Ada beberapa jenis IMS yang bisa menyerang perempuan dan laki-laki. Salah satunya, yaitu Sifilis. Sifilis adalah penyakit yang sifatnya silent, bekerja secara diam-diam dengan faktor risiko yang perlu diwaspadai.
Hal ini karena sifilis dapat menyebabkan kerusakan yang serius pada organ, seperti kerusakan pada otak, sistem saraf jantung, hingga mengancam jiwa. Maka, diperlukan pengetahuan untuk menghindari IMS yang berbahaya ini.
Secara lebih lanjut, berikut Popmama.com berikan penjelasan mengenai sifilis berdasarkan fakta para pakar kesehatan saat ditemui pada acara “Seminar Media Sifilis, Silent Disease, Si Perusak Organ” di Aroma Sedap Resto, Rabu (12/2/2020) lalu.
1. Apa itu Sifilis si raja singa?
Sifilis atau populer dengan sebutan "si raja singa" adalah salah satu jenis IMS yang disebabkan oleh bakteri Treponema Pallidum. Penyebaran penyakit sifilis ini pada umumnya melalui kontak seksual dengan orang yang terinfeksi. Penyebaran juga bisa terjadi melalui kontak fisik dengan luka yang ada pada penderita dan orang yang sering berganti pasangan seksual.
Menurut Dr. dr. Wresti Indriatmi, SpKK(K), M.Epid, Spesialis Kulit dan Kelamin Rumah Sakit Umum Pusat Nasional Dr.

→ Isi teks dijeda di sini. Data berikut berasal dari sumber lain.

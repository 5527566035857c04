//! Flow Editor Integration Tests
//!
//! Drives a `FlowEditor` against a real store in a temporary directory.

use flowdeck_core::{FlowLayout, Position};
use flowdeck_editor::{
    AnchorRect, Connection, DragPayload, FlowEditor, NodeChange, Panel,
};
use flowdeck_store::FlowStore;
use tempfile::{tempdir, TempDir};

async fn store_with_flow() -> (FlowStore, String, TempDir) {
    let dir = tempdir().unwrap();
    let store = FlowStore::new(FlowLayout::new(dir.path()));
    let meta = store.create_flow().await.unwrap();
    (store, meta.name, dir)
}

// ============================================================================
// Load / save
// ============================================================================

#[tokio::test]
async fn test_open_new_flow_is_empty() {
    let (store, name, _dir) = store_with_flow().await;
    let editor = FlowEditor::open(&store, &name).await.unwrap();

    assert_eq!(editor.flow_name(), name);
    assert!(editor.graph.nodes().is_empty());
    assert!(editor.settings().is_some());
    assert!(editor.source().unwrap().contains("[flow]"));
}

#[tokio::test]
async fn test_open_missing_flow_fails() {
    let (store, _name, _dir) = store_with_flow().await;
    let err = FlowEditor::open(&store, "Nope").await.err().unwrap();
    assert!(err.is_not_found());
}

#[tokio::test]
async fn test_drop_connect_save_reload() {
    let (store, name, _dir) = store_with_flow().await;
    let mut editor = FlowEditor::open(&store, &name).await.unwrap();
    editor.set_anchor(AnchorRect::new(0.0, 0.0, 800.0, 600.0));

    let a = editor
        .on_drop(&DragPayload::new("cronNode"), Position::new(10.0, 20.0))
        .unwrap();
    let b = editor
        .on_drop(&DragPayload::new("openAiNode"), Position::new(300.0, 20.0))
        .unwrap();
    editor.on_connect(Connection::new(&a, &b)).unwrap();
    assert!(editor.graph.is_dirty());

    editor.save(&store).await.unwrap();
    assert!(!editor.graph.is_dirty());
    assert!(editor.source().unwrap().contains("[[nodes]]"));

    let reopened = FlowEditor::open(&store, &name).await.unwrap();
    assert_eq!(reopened.graph.to_document(), editor.graph.to_document());
    assert_eq!(reopened.graph.node(&b).unwrap().title(), Some("OpenAI"));

    // Metadata survives saving the graph
    let meta = store.read_metadata(&name).await.unwrap();
    assert_eq!(meta.name, name);

    // Node configuration is reachable through the store by the dropped id
    let node = store.read_node_config(&name, &a).await.unwrap();
    assert_eq!(node["type"].as_str(), Some("cronNode"));
}

#[tokio::test]
async fn test_removing_node_and_saving_drops_edges() {
    let (store, name, _dir) = store_with_flow().await;
    let mut editor = FlowEditor::open(&store, &name).await.unwrap();
    editor.set_anchor(AnchorRect::new(0.0, 0.0, 800.0, 600.0));

    let a = editor
        .on_drop(&DragPayload::new("pythonNode"), Position::new(0.0, 0.0))
        .unwrap();
    let b = editor
        .on_drop(&DragPayload::new("terminalNode"), Position::new(100.0, 0.0))
        .unwrap();
    editor.on_connect(Connection::new(&a, &b)).unwrap();
    editor.on_nodes_change(vec![NodeChange::Remove { id: a.clone() }]);
    editor.save(&store).await.unwrap();

    let graph = store.load_graph(&name).await.unwrap();
    assert_eq!(graph.nodes.len(), 1);
    assert!(graph.edges.is_empty());
}

// ============================================================================
// Flow switching
// ============================================================================

#[tokio::test]
async fn test_switching_flow_resets_debug_log() {
    let (store, first, _dir) = store_with_flow().await;
    let second = store.create_flow().await.unwrap().name;

    let mut editor = FlowEditor::open(&store, &first).await.unwrap();
    editor.navigation.toggle(Panel::Debug);
    editor.log("hello");
    assert_eq!(editor.debug_log().len(), 1);

    editor.switch_flow(&store, &first).await.unwrap();
    assert_eq!(editor.debug_log().len(), 1);

    editor.switch_flow(&store, &second).await.unwrap();
    assert_eq!(editor.flow_name(), second);
    assert_eq!(editor.debug_log().flow_name(), second);
    assert!(editor.debug_log().is_empty());
    assert!(editor.navigation.debug_panel);
}

#[tokio::test]
async fn test_failed_switch_keeps_current_flow() {
    let (store, first, _dir) = store_with_flow().await;
    let mut editor = FlowEditor::open(&store, &first).await.unwrap();
    editor.set_anchor(AnchorRect::new(0.0, 0.0, 800.0, 600.0));
    let id = editor
        .on_drop(&DragPayload::new("cronNode"), Position::new(10.0, 20.0))
        .unwrap();
    editor.log("hello");

    let err = editor.switch_flow(&store, "Nope").await.unwrap_err();
    assert!(err.is_not_found());
    assert_eq!(editor.flow_name(), first);
    assert_eq!(editor.debug_log().len(), 1);
    assert!(editor.graph.node(&id).is_some());

    // Saving still targets the flow the graph came from
    editor.save(&store).await.unwrap();
    assert_eq!(store.load_graph(&first).await.unwrap().nodes.len(), 1);
}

Cipto Mangunkusumo (RSCM), sifilis adalah penyakit sistemik karena penyakitnya berkembang dalam stadium dan gambaran klinis yang bervariasi sehingga bisa menjadi komplikasi serius, seperti kerusakan organ tubuh lain dan mudah tertular HIV. Disamping itu, sifilis juga dapat berpengaruh pada kehamilan.
Orang yang berisiko tinggi terkena sifilis yaitu, wanita pekerja seks (WPS), pria pekerja seks (PPS), lelaki seks dengan lelaki (LSL), injection drug user (IDU), waria, pasangan risiko tinggi (risti), dan pelanggan pekerja seks.
Editors' Pick
2. Gejala dan penyebaran sifilis
Tidak ada perbedaan gejala yang signifikan antara laki-laki dan perempuan. Namun, penderita laki-laki cenderung lebih banyak dibandingkan perempuan.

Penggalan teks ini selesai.